WHAT YOU SHOULD DO: Go through the records line by line. Report how many lines contain "true", with nothing else.

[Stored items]
//! Motor events - the unit of work moved between queues
//!
//! A [`Burst`] is what the pattern source asks for; the leader expands it into
//! an Activate/Deactivate pair of [`MotorEvent`]s. On the follower the same
//! burst first travels as a [`StagedEvent`] that still carries the leader's
//! timestamp.

use serde::{Deserialize, Serialize};

/// Highest amplitude accepted by the actuators (percent)
pub const MAX_AMPLITUDE: u8 = 100;

/// What happens to the actuator when the event fires
#[derive(Debug, Clone, Copy, PartialEq, Eq, Serialize, Deserialize)]
#[serde(rename_all = "snake_case", tag = "kind")]
pub enum EventKind {
    /// Start vibrating
    Activate { amplitude: u8, frequency_hz: u16 },
    /// Stop vibrating
    Deactivate,
}

/// Absolute-time actuator command
///
/// `execute_at` is in local monotonic microseconds. Immutable once enqueued.
#[derive(Debug, Clone, Copy, PartialEq, Eq, Serialize, Deserialize)]
pub struct MotorEvent {
    pub execute_at: u64,
    pub finger: u8,
    pub kind: EventKind,
}

impl MotorEvent {
    pub fn activate(execute_at: u64, finger: u8, amplitude: u8, frequency_hz: u16) -> Self {
        Self {
            execute_at,
            finger,
            kind: EventKind::Activate {
                amplitude: amplitude.min(MAX_AMPLITUDE),
                frequency_hz,
            },
        }
    }

    pub fn deactivate(execute_at: u64, finger: u8) -> Self {
        Self {
            execute_at,
            finger,
            kind: EventKind::Deactivate,
        }
    }

    pub fn is_activate(&self) -> bool {
        matches!(self.kind, EventKind::Activate { .. })
    }
}

/// One timed activation requested by the pattern source
#[derive(Debug, Clone, Copy, PartialEq, Eq, Serialize, Deserialize)]
pub struct Burst {
    pub finger: u8,
    /// 0..=100 percent
    pub amplitude: u8,
    pub frequency_hz: u16,
    pub duration_ms: u16,
    /// Offset of the activation from the start of the cycle
    pub delta_ms: u32,
}

impl Burst {
    /// Activate/Deactivate pair for a cycle starting at `cycle_start_us`
    pub fn to_events(&self, cycle_start_us: u64) -> [MotorEvent; 2] {
        let on_at = cycle_start_us.saturating_add(u64::from(self.delta_ms) * 1_000);
        let off_at = on_at.saturating_add(u64::from(self.duration_ms) * 1_000);
        [
            MotorEvent::activate(on_at, self.finger, self.amplitude, self.frequency_hz),
            MotorEvent::deactivate(off_at, self.finger),
        ]
    }
}

/// Event staged by the arrival context, still in the leader's time base
#[derive(Debug, Clone, Copy, PartialEq, Eq)]
pub struct StagedEvent {
    /// Macrocycle sequence number this event belongs to
    pub sequence: u32,
    /// Activation time in the leader's clock (base + delta)
    pub remote_execute_at: u64,
    pub finger: u8,
    pub amplitude: u8,
    pub frequency_hz: u16,
    pub duration_ms: u16,
    /// First event of a new macrocycle: the schedule is cleared before it lands
    pub is_first_in_batch: bool,
    /// Last event of the macrocycle: the batch is complete
    pub is_last_in_batch: bool,
}

impl StagedEvent {
    /// Expand into local-time Activate/Deactivate events
    pub fn to_events(&self, local_execute_at: u64) -> [MotorEvent; 2] {
        let off_at = local_execute_at.saturating_add(u64::from(self.duration_ms) * 1_000);
        [
            MotorEvent::activate(
                local_execute_at,
                self.finger,
                self.amplitude,
                self.frequency_hz,
            ),
            MotorEvent::deactivate(off_at, self.finger),
        ]
    }
}
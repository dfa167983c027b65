//! # Observability
//!
//! 可观测性模块：Tracing + Prometheus 指标。
//!
//! ## 功能
//!
//! - Tracing 初始化 (JSON/Pretty/Compact 格式)
//! - Prometheus 指标导出 (可选)
//! - 健康状态、时钟偏移、延迟快照指标记录
//! - 双侧对齐误差统计
//!
//! ## 使用示例
//!
//! ```ignore
//! use observability::{init_with_config, ObservabilityConfig};
//!
//! init_with_config(ObservabilityConfig {
//!     metrics_port: Some(9000),
//!     ..Default::default()
//! })?;
//!
//! // 会话结束时
//! observability::record_latency_snapshot("follower", &follower.snapshot());
//! ```

pub mod metrics;

use anyhow::{Context, Result};
use metrics_exporter_prometheus::PrometheusBuilder;
use tracing_subscriber::{fmt, layer::SubscriberExt, util::SubscriberInitExt, EnvFilter};

// Re-exports
pub use crate::metrics::{
    record_alignment_error_us, record_clock_offset, record_health_transition, record_latency_snapshot,
    record_link_drops, AlignmentAggregator, AlignmentSummary, RunningStats, StatsSummary,
};

/// 可观测性配置
#[derive(Debug, Clone)]
pub struct ObservabilityConfig {
    /// 日志格式
    pub log_format: LogFormat,
    /// Prometheus 端口 (None = 禁用)
    pub metrics_port: Option<u16>,
    /// 默认日志级别 (RUST_LOG 优先)
    pub default_log_level: String,
}

impl Default for ObservabilityConfig {
    fn default() -> Self {
        Self {
            log_format: LogFormat::Json,
            metrics_port: None,
            default_log_level: "info".to_string(),
        }
    }
}

/// 日志格式
#[derive(Debug, Clone, Copy, Default, PartialEq, Eq)]
pub enum LogFormat {
    /// JSON 结构化日志
    #[default]
    Json,
    /// 人类可读格式
    Pretty,
    /// 紧凑单行格式
    Compact,
}

/// 使用自定义配置初始化
///
/// 同一进程只能成功调用一次；重复初始化返回错误。
pub fn init_with_config(config: ObservabilityConfig) -> Result<()> {
    let filter = EnvFilter::try_from_default_env()
        .unwrap_or_else(|_| EnvFilter::new(&config.default_log_level));

    // 只有一个格式层处于激活状态
    let json = (config.log_format == LogFormat::Json).then(|| {
        fmt::layer()
            .json()
            .with_target(true)
            .with_thread_names(true)
            .with_current_span(true)
    });
    let pretty = (config.log_format == LogFormat::Pretty).then(|| fmt::layer().pretty());
    let compact = (config.log_format == LogFormat::Compact)
        .then(|| fmt::layer().compact().with_target(false));

    tracing_subscriber::registry()
        .with(filter)
        .with(json)
        .with(pretty)
        .with(compact)
        .try_init()
        .context("Failed to initialize tracing subscriber")?;

    if let Some(port) = config.metrics_port {
        install_exporter(port)?;
    }

    tracing::debug!(
        log_format = ?config.log_format,
        metrics_port = ?config.metrics_port,
        "Observability initialized"
    );

    Ok(())
}

/// 在 `0.0.0.0:<port>` 上暴露 `haptic_sync_*` 指标
fn install_exporter(port: u16) -> Result<()> {
    PrometheusBuilder::new()
        .with_http_listener(([0, 0, 0, 0], port))
        .install()
        .with_context(|| format!("Failed to install Prometheus recorder on port {port}"))?;

    tracing::info!(port, "Prometheus metrics endpoint initialized");
    Ok(())
}
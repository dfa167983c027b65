//! Bilateral alignment: pair leader and follower activations of the same
//! finger by their real firing instant.

use std::collections::BTreeMap;
use std::time::Instant;

use observability::AlignmentAggregator;
use sync_engine::mock::HapticCall;

/// Activation instants per finger, in firing order
fn activations(records: &[(Instant, HapticCall)]) -> BTreeMap<u8, Vec<Instant>> {
    let mut by_finger: BTreeMap<u8, Vec<Instant>> = BTreeMap::new();
    for (at, call) in records {
        if let HapticCall::Activate { finger, amplitude } = *call {
            if amplitude > 0 {
                by_finger.entry(finger).or_default().push(*at);
            }
        }
    }
    for instants in by_finger.values_mut() {
        instants.sort_unstable();
    }
    by_finger
}

/// `a - b` in microseconds
fn signed_diff_us(a: Instant, b: Instant) -> i64 {
    match a.checked_duration_since(b) {
        Some(ahead) => ahead.as_micros() as i64,
        None => -(b.duration_since(a).as_micros() as i64),
    }
}

/// Match activations finger by finger and feed `follower - leader` errors
/// into `aggregator`
///
/// Two activations pair up when they are at most `window_us` apart;
/// everything left over is counted as unmatched.
pub fn align(
    leader: &[(Instant, HapticCall)],
    follower: &[(Instant, HapticCall)],
    window_us: u64,
    aggregator: &mut AlignmentAggregator,
) {
    let leader = activations(leader);
    let mut follower = activations(follower);
    let window = window_us as i64;

    for (finger, leader_at) in &leader {
        let follower_at = follower.remove(finger).unwrap_or_default();
        let (mut i, mut j) = (0, 0);
        let mut unmatched = 0u64;

        while i < leader_at.len() && j < follower_at.len() {
            let error = signed_diff_us(follower_at[j], leader_at[i]);
            if error.abs() <= window {
                aggregator.push(error);
                i += 1;
                j += 1;
            } else if error < 0 {
                unmatched += 1;
                j += 1;
            } else {
                unmatched += 1;
                i += 1;
            }
        }
        unmatched += (leader_at.len() - i + follower_at.len() - j) as u64;
        aggregator.add_unmatched(unmatched);
    }

    // fingers only the follower fired
    let orphans: usize = follower.values().map(Vec::len).sum();
    aggregator.add_unmatched(orphans as u64);
}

SOLVED EXERCISE: 3